Ursula Weidenfeld über die Angst von Eltern vor zu viel Konkurrenz für ihre Kinder

Für das eigene Kind nur das Beste. Nach diesem Leitsatz wünschen sich Eltern den schönsten Kindergarten, die beste Schule und die solideste Berufsausbildung für ihr Kind. Nach Lage der Dinge ist das für die Schulzeit das Gymnasium. Es ist nicht weiter erstaunlich, dass bildungsbürgerliche Eltern schulpflichtiger Kinder die erbittertsten Gegner von Schulreformen und die wärmsten Fürsprecher für ein differenziertes Bildungssystem sind. Erstaunlich ist aber, dass sich diese Haltung über alle politischen Präferenzen hinweg findet. So formulieren in Hamburg und Berlin linksbürgerliche Eltern gemeinsam mit eingefleischten Konservativen den lautesten Protest gegen die Gemeinschaftsschule und zu wenig Plätze am Gymnasium. Wenn die Kinder das Abitur gemacht und die Schule verlassen haben, sieht die Sache schnell anders aus.

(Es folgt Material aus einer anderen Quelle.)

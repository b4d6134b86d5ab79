// SPDX-License-Identifier: MPL-2.0
//! Calendar data: the per-year page list and navigation arithmetic.
//!
//! Everything here is pure. Building a page list only formats URL strings;
//! downloading the images is the job of [`crate::media`].
//!
//! # Examples
//!
//! ```
//! use tithi_lens::calendar::{months_for_year, CalendarPosition};
//!
//! let pages = months_for_year(2024);
//! assert_eq!(pages.len(), 13);
//! assert!(pages[12].back_image_url.is_none());
//!
//! let after_index = CalendarPosition::new(2024, 12).next();
//! assert_eq!(after_index, CalendarPosition::start_of(2025));
//! ```

pub mod catalog;
pub mod month;
pub mod position;

pub use catalog::{
    is_supported_year, Catalog, Face, DEFAULT_ARCHIVE_ROOT, DEFAULT_FALLBACK_YEAR,
    SUPPORTED_YEARS,
};
pub use month::{MonthDescriptor, INDEX_PAGE_POSITION, PAGES_PER_YEAR};
pub use position::CalendarPosition;

/// Returns the 13 pages of `year` from the default archive.
///
/// See [`Catalog::months_for_year`].
#[must_use]
pub fn months_for_year(year: i32) -> Vec<MonthDescriptor> {
    Catalog::default().months_for_year(year)
}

Dann lassen sich die ehemaligen Schülereltern gern einmal herab, die Gemeinschaftsschule zu loben und einen längeren gemeinsamen Unterricht für alle Kinder zu verlangen. Zum Wohl aller Kinder, wie sie dann betonen. Denn inzwischen zeigen viele Studien, dass ein möglichst langjähriger gemeinsamer Unterricht nicht schaden muss.

Selten klaffen das individuelle Verhalten und die allgemeine Erkenntnis zum Wohl der Gesellschaft so krass auseinander wie in der Haltung zur Schulausbildung. Der vermeintliche Widerspruch aber ist in Wahrheit nur die konsequente Fortsetzung der Grundhaltung, dem eigenen Kind Hürden aus dem Weg zu räumen, wo immer sich welche auftun. Denn wenn die eigenen Kinder das Gymnasium verlassen haben, kommt man schnell zu der Annahme, dass noch mehr Gymnasiasten möglicherweise die Berufsaussichten des eigenen Kindes schmälern. Deshalb tut man sich dann sehr leicht, den Weg zu höherer Bildung einzuebnen. Der Opportunismus der Eltern entpuppt sich als logische Verabredung zur Abschottung.

Dieses Verhalten wird umso vehementer praktiziert, je pessimistischer Eltern die Aussichten des eigenen Kindes beurteilen, den gesellschaftlichen Status, den Wohlstand und das berufliche Fortkommen in die nächste Generation hinüberzuretten. Wer fürchtet, dass es künftig weniger gut bezahlte Jobs gibt, sorgt bewusst oder unbewusst gern mit dafür, dass es für die ordentlichen Arbeitsplätze weniger geeignete Kandidaten gibt. Der Gesellschaft nutzt es nicht, wenn viele Kinder unter ihrem Potenzial lernen müssen. Aber dem eigenen Kind. Das ist der wahre Zynismus des verunsicherten Bildungsbürgertums.